Countless studies have been carried out to determine the physiological differences between men and women that can account for their different behaviors. There is no easy way to summarize the wide range of findings, except to say that men and women do display certain physiological differences that can impact their emotional responses to various situations. For example, one study has shown that women are more sensitive to stress hormones than men are.
However, common conceptions of women as more sensitive or more emotional might be based more on cultural perception that physiological fact. In many cases it seems that the differences between men and women have less to do with their emotional capacity, and more to do with how they express themselves. So, while men might be just as sensitive as women, their outward reaction might be more subdued or internalized.
More than likely, the complex interplay between biological and cultural factors may make it impossible to ever fully understand the differences between men and women, and without such an understanding, it is often easier to fall back on unfair generalizations, such as “women are more sensitive than men” (and to be fair, there are just as many under-justified generalizations made about men too).
On the physical end of things, women are known for having better fine motor skills than men while men have more muscle and can complete more strenuous tasks. Since women have smaller bodies, they may have a higher concentration of nerves in their fingers and other places than men do. Men have larger brains than women, but women have a slightly higher brain/body weight ratio than men throughout most of their lives. So, women may have more available brain power to devote to thinking about emotions as well as fine motor tasks. However, that is just an interpretation of data, not a proven explanation.

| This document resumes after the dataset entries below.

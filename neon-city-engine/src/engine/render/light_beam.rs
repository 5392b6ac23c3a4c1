use bevy::pbr::{MaterialPipeline, MaterialPipelineKey};
use bevy::prelude::*;
use bevy::reflect::TypePath;
use bevy::render::mesh::MeshVertexBufferLayoutRef;
use bevy::render::render_resource::{
    AsBindGroup, RenderPipelineDescriptor, ShaderRef, SpecializedMeshPipelineError,
};

use crate::constants::path::LIGHT_BEAM_SHADER_PATH;

/// Warm white of a halogen beam.
pub const BEAM_TINT: Vec3 = Vec3::new(1.0, 0.95, 0.8);

/// Volumetric headlight cone, blended additively and faded at both ends.
#[derive(Asset, TypePath, AsBindGroup, Debug, Clone)]
pub struct LightBeamMaterial {
    /// rgb: tint, a: intensity in `[0, 1]`
    #[uniform(0)]
    pub params: Vec4,
}

impl LightBeamMaterial {
    pub fn new(intensity: f32) -> Self {
        Self {
            params: BEAM_TINT.extend(intensity),
        }
    }

    pub fn intensity(&self) -> f32 {
        self.params.w
    }

    pub fn set_intensity(&mut self, intensity: f32) {
        self.params.w = intensity.clamp(0.0, 1.0);
    }
}

impl Material for LightBeamMaterial {
    fn fragment_shader() -> ShaderRef {
        LIGHT_BEAM_SHADER_PATH.into()
    }

    fn alpha_mode(&self) -> AlphaMode {
        AlphaMode::Add
    }

    fn specialize(
        _pipeline: &MaterialPipeline<Self>,
        descriptor: &mut RenderPipelineDescriptor,
        _layout: &MeshVertexBufferLayoutRef,
        _key: MaterialPipelineKey<Self>,
    ) -> Result<(), SpecializedMeshPipelineError> {
        // Seen from inside or outside the cone.
        descriptor.primitive.cull_mode = None;
        Ok(())
    }
}

#[cfg(test)]
mod tests {
    use super::*;

    #[test]
    fn intensity_is_clamped() {
        let mut beam = LightBeamMaterial::new(0.7);
        assert_eq!(beam.intensity(), 0.7);
        beam.set_intensity(3.0);
        assert_eq!(beam.intensity(), 1.0);
        beam.set_intensity(-1.0);
        assert_eq!(beam.intensity(), 0.0);
        assert_eq!(beam.params.truncate(), BEAM_TINT);
    }
}
//! The walkable player: movement, punches and getting in and out of cars.

/// Player component, WASD movement, gravity and building collision.
pub mod controller;

/// Car entry/exit and the floating pointer over reachable cars.
pub mod interaction;

/// Cone-shaped punch particle spray.
pub mod punch;
//! Neon hover-car assembly.
//!
//! The car faces +Z. Headlight spotlights and beams are children of the car
//! root so they follow it along its path without extra bookkeeping.

use std::f32::consts::{FRAC_PI_2, PI};

use bevy::prelude::*;
use rand::Rng;

use constants::palette::{
    HEADLIGHT_BEAM_LIGHT_COLOR, HEADLIGHT_COLOR, TAILLIGHT_COLOR, VEHICLE_NEON_COLORS, WHEEL_COLOR,
    hex_color, hex_emissive,
};
use constants::render_settings::{EMISSIVE_SCALE, LUMENS_PER_LIGHT_UNIT};

use crate::engine::mesh::beam_cone::open_cone;
use crate::engine::render::light_beam::LightBeamMaterial;
use crate::engine::systems::flicker::FlickerState;

/// Undimmed headlight output in scene light units.
pub const HEADLIGHT_INTENSITY: f32 = 0.8;
const HEADLIGHT_RANGE: f32 = 18.0;
const HEADLIGHT_THROW: f32 = 6.0;
const HEADLIGHT_SPREAD: f32 = 0.3;
const HEADLIGHT_X: f32 = 0.7;
const HEADLIGHT_Z: f32 = 2.25;
const BEAM_RADIUS: f32 = 0.45;
const BEAM_YAW: f32 = PI / 30.0;
const INITIAL_BEAM_INTENSITY: f32 = 0.7;

#[derive(Component, Debug, Clone, Copy, PartialEq)]
pub struct Vehicle {
    /// Centre of the figure-of-eight path.
    pub anchor: Vec3,
    pub phase: f32,
    pub speed: f32,
}

/// Headlight spotlight, linked to the beam cone it drives.
#[derive(Component, Debug, Clone, Copy)]
pub struct Headlight {
    pub beam: Entity,
}

/// Meshes and materials shared by every car.
pub struct VehicleKit {
    bodies: Vec<Handle<StandardMaterial>>,
    headlight: Handle<StandardMaterial>,
    taillight: Handle<StandardMaterial>,
    wheel: Handle<StandardMaterial>,
    body_mesh: Handle<Mesh>,
    bumper_mesh: Handle<Mesh>,
    cabin_mesh: Handle<Mesh>,
    headlight_mesh: Handle<Mesh>,
    taillight_mesh: Handle<Mesh>,
    tail_bar_mesh: Handle<Mesh>,
    wheel_mesh: Handle<Mesh>,
    beam_mesh: Handle<Mesh>,
}

impl VehicleKit {
    pub fn new(meshes: &mut Assets<Mesh>, materials: &mut Assets<StandardMaterial>) -> Self {
        let bodies = VEHICLE_NEON_COLORS
            .iter()
            .map(|&hex| {
                materials.add(StandardMaterial {
                    base_color: hex_color(hex),
                    metallic: 1.0,
                    perceptual_roughness: 0.1,
                    ..default()
                })
            })
            .collect();

        Self {
            bodies,
            headlight: materials.add(StandardMaterial {
                base_color: hex_color(HEADLIGHT_COLOR),
                emissive: hex_emissive(HEADLIGHT_COLOR, EMISSIVE_SCALE),
                ..default()
            }),
            taillight: materials.add(StandardMaterial {
                base_color: hex_color(TAILLIGHT_COLOR),
                emissive: hex_emissive(TAILLIGHT_COLOR, EMISSIVE_SCALE),
                ..default()
            }),
            wheel: materials.add(StandardMaterial {
                base_color: hex_color(WHEEL_COLOR),
                metallic: 0.5,
                perceptual_roughness: 0.7,
                ..default()
            }),
            body_mesh: meshes.add(Cuboid::new(2.2, 0.8, 4.5)),
            bumper_mesh: meshes.add(Cuboid::new(2.1, 0.3, 0.2)),
            cabin_mesh: meshes.add(Cuboid::new(1.8, 0.5, 2.2)),
            headlight_mesh: meshes.add(Sphere::new(0.18).mesh().uv(16, 12)),
            taillight_mesh: meshes.add(Cuboid::new(0.6, 0.15, 0.05)),
            tail_bar_mesh: meshes.add(Cuboid::new(1.4, 0.08, 0.03)),
            wheel_mesh: meshes.add(Cylinder::new(0.4, 0.2).mesh().resolution(16)),
            beam_mesh: meshes.add(open_cone(BEAM_RADIUS, HEADLIGHT_THROW, 12)),
        }
    }
}

/// Spawns a car at `position` and returns its root entity. The body colour
/// and both flicker schedules come from `rng`.
pub fn spawn_vehicle(
    commands: &mut Commands,
    beam_materials: &mut Assets<LightBeamMaterial>,
    kit: &VehicleKit,
    position: Vec3,
    phase: f32,
    rng: &mut impl Rng,
) -> Entity {
    let body = kit.bodies[rng.random_range(0..kit.bodies.len())].clone();
    let speed = 10.0 + rng.random::<f32>() * 15.0;
    let flickers = [
        FlickerState::new(HEADLIGHT_INTENSITY, rng),
        FlickerState::new(HEADLIGHT_INTENSITY, rng),
    ];

    let mut car = commands.spawn((
        Vehicle {
            anchor: position,
            phase,
            speed,
        },
        Transform::from_translation(position),
        Visibility::default(),
    ));

    car.with_children(|car| {
        car.spawn((
            Mesh3d(kit.body_mesh.clone()),
            MeshMaterial3d(body.clone()),
            Transform::from_xyz(0.0, -0.1, 0.0),
        ));
        car.spawn((
            Mesh3d(kit.bumper_mesh.clone()),
            MeshMaterial3d(body.clone()),
            Transform::from_xyz(0.0, -0.2, 2.2),
        ));
        car.spawn((
            Mesh3d(kit.cabin_mesh.clone()),
            MeshMaterial3d(body),
            Transform::from_xyz(0.0, 0.55, -0.2),
        ));

        for x in [-HEADLIGHT_X, HEADLIGHT_X] {
            car.spawn((
                Mesh3d(kit.taillight_mesh.clone()),
                MeshMaterial3d(kit.taillight.clone()),
                Transform::from_xyz(x, 0.0, -HEADLIGHT_Z),
            ));
        }
        car.spawn((
            Mesh3d(kit.tail_bar_mesh.clone()),
            MeshMaterial3d(kit.taillight.clone()),
            Transform::from_xyz(0.0, 0.0, -HEADLIGHT_Z),
        ));

        for x in [-1.2, 1.2] {
            for z in [-1.5, 1.5] {
                car.spawn((
                    Mesh3d(kit.wheel_mesh.clone()),
                    MeshMaterial3d(kit.wheel.clone()),
                    Transform::from_xyz(x, -0.4, z)
                        .with_rotation(Quat::from_rotation_z(FRAC_PI_2)),
                ));
            }
        }

        // Both lamps toe in slightly towards the centre line.
        for (side, flicker) in [-1.0_f32, 1.0].into_iter().zip(flickers) {
            let lamp = Vec3::new(side * HEADLIGHT_X, 0.0, HEADLIGHT_Z);
            car.spawn((
                Mesh3d(kit.headlight_mesh.clone()),
                MeshMaterial3d(kit.headlight.clone()),
                Transform::from_translation(lamp).with_scale(Vec3::new(1.2, 0.8, 1.0)),
            ));

            let beam = car
                .spawn((
                    Mesh3d(kit.beam_mesh.clone()),
                    MeshMaterial3d(beam_materials.add(LightBeamMaterial::new(INITIAL_BEAM_INTENSITY))),
                    Transform::from_translation(lamp)
                        .with_rotation(Quat::from_rotation_y(-side * BEAM_YAW)),
                ))
                .id();

            let target = lamp + Vec3::new(-side * HEADLIGHT_SPREAD, 0.0, HEADLIGHT_THROW);
            car.spawn((
                Headlight { beam },
                SpotLight {
                    color: hex_color(HEADLIGHT_BEAM_LIGHT_COLOR),
                    intensity: flicker.current * LUMENS_PER_LIGHT_UNIT,
                    range: HEADLIGHT_RANGE,
                    outer_angle: PI / 7.0,
                    inner_angle: PI / 7.0 * 0.6,
                    shadows_enabled: false,
                    ..default()
                },
                flicker,
                Transform::from_translation(lamp).looking_at(target, Vec3::Y),
            ));
        }
    });

    car.id()
}
use bevy::prelude::*;
use serde::{Deserialize, Serialize};
use thiserror::Error;

use constants::day_night::DEFAULT_CYCLE_SECS;

pub const MAX_GRID_RADIUS: i32 = 32;
pub const MAX_RAIN_DROPS: usize = 20_000;

/// Tunable description of the city, loaded from `*.city.json`.
///
/// Every field falls back to its default when absent, so a config file only
/// needs to name what it changes.
#[derive(Asset, Resource, TypePath, Serialize, Deserialize, Debug, Clone, PartialEq)]
#[serde(default)]
pub struct CityConfig {
    pub seed: u64,
    pub building_grid_radius: i32,
    pub building_spacing: f32,
    pub building_probability: f32,
    pub traffic_vehicle_count: usize,
    pub decorative_cube_count: usize,
    pub disco_ball_count: usize,
    pub disco_shadows: bool,
    pub rain_drop_count: usize,
    pub puddle_count: usize,
    pub day_night_cycle_secs: f32,
    pub start_phase: f32,
    pub brick_texture: Option<String>,
    pub concrete_texture: Option<String>,
    pub concrete_normal_texture: Option<String>,
    pub bloom_intensity: f32,
    pub bloom_threshold: f32,
}

impl Default for CityConfig {
    fn default() -> Self {
        Self {
            seed: 2077,
            building_grid_radius: 4,
            building_spacing: 20.0,
            building_probability: 0.3,
            traffic_vehicle_count: 30,
            decorative_cube_count: 10,
            disco_ball_count: 5,
            disco_shadows: true,
            rain_drop_count: 2000,
            puddle_count: 30,
            day_night_cycle_secs: DEFAULT_CYCLE_SECS,
            start_phase: 0.0,
            brick_texture: None,
            concrete_texture: None,
            concrete_normal_texture: None,
            bloom_intensity: 0.3,
            bloom_threshold: 0.85,
        }
    }
}

#[derive(Debug, Error, PartialEq)]
pub enum CityConfigError {
    #[error("{field} must be positive, got {value}")]
    NonPositive { field: &'static str, value: f32 },
    #[error("{field} must lie in [0, 1], got {value}")]
    OutOfUnitRange { field: &'static str, value: f32 },
    #[error("start_phase must lie in [0, 1), got {0}")]
    PhaseOutOfRange(f32),
    #[error("building_grid_radius {radius} is outside 0..={max}")]
    GridRadius { radius: i32, max: i32 },
    #[error("rain_drop_count {count} exceeds {max}")]
    TooManyRainDrops { count: usize, max: usize },
}

impl CityConfig {
    /// Rejects values the generators cannot work with.
    pub fn validate(&self) -> Result<(), CityConfigError> {
        positive("building_spacing", self.building_spacing)?;
        positive("day_night_cycle_secs", self.day_night_cycle_secs)?;
        unit_range("building_probability", self.building_probability)?;
        unit_range("bloom_intensity", self.bloom_intensity)?;
        if !(0.0..1.0).contains(&self.start_phase) {
            return Err(CityConfigError::PhaseOutOfRange(self.start_phase));
        }
        if !(0..=MAX_GRID_RADIUS).contains(&self.building_grid_radius) {
            return Err(CityConfigError::GridRadius {
                radius: self.building_grid_radius,
                max: MAX_GRID_RADIUS,
            });
        }
        if self.rain_drop_count > MAX_RAIN_DROPS {
            return Err(CityConfigError::TooManyRainDrops {
                count: self.rain_drop_count,
                max: MAX_RAIN_DROPS,
            });
        }
        Ok(())
    }
}

fn positive(field: &'static str, value: f32) -> Result<(), CityConfigError> {
    // NaN fails this comparison too
    if value > 0.0 {
        Ok(())
    } else {
        Err(CityConfigError::NonPositive { field, value })
    }
}

fn unit_range(field: &'static str, value: f32) -> Result<(), CityConfigError> {
    if (0.0..=1.0).contains(&value) {
        Ok(())
    } else {
        Err(CityConfigError::OutOfUnitRange { field, value })
    }
}
//! Per-frame animation and diagnostics.
//!
//! Everything that moves after the city is generated: the day/night cycle
//! and the props that react to it, traffic, weather, ads and FPS reporting.

/// Scrolling banner UVs and the pulsing text glow.
pub mod advertisement;

/// Phase-driven sun, moon, sky and ambient light. Publishes the night weight.
pub mod day_night;

/// Floating cubes that bob, spin and cycle hue after dusk.
pub mod decorative_cubes;

/// Mirror-tiled disco balls with breathing point and spot lights.
pub mod disco_balls;

/// Headlight fade-out/fade-in state machine.
pub mod flicker;

/// FPS and day/night notifications over RPC, plus the native FPS overlay text.
///
/// Sends frame rate updates to the host page and updates native UI overlays.
pub mod fps_tracking;

/// Falling rain streaks in one dynamic line mesh.
pub mod rain;

/// Rising rooftop smoke puffs.
pub mod smoke;

/// Traffic flight paths and headlight output.
pub mod vehicles;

Response to pain is essentially subjective and depends on, “who is asking”. Gender roles in most cultures encourage a high level of stoic pain tolerance from men. This is learned at a very young age by encouraging boys to be “tough” while allowing girls to express emotion. At the same time there is an expected sensitivity among women and girls. In this sense many cultures find science to help justify gender stereotypes. There is likely a high variation in pain tolerances with respect to age, conditioning, genetics and other factors. The data is highly suspect if the male/female dynamic is the only variable that is accounted for.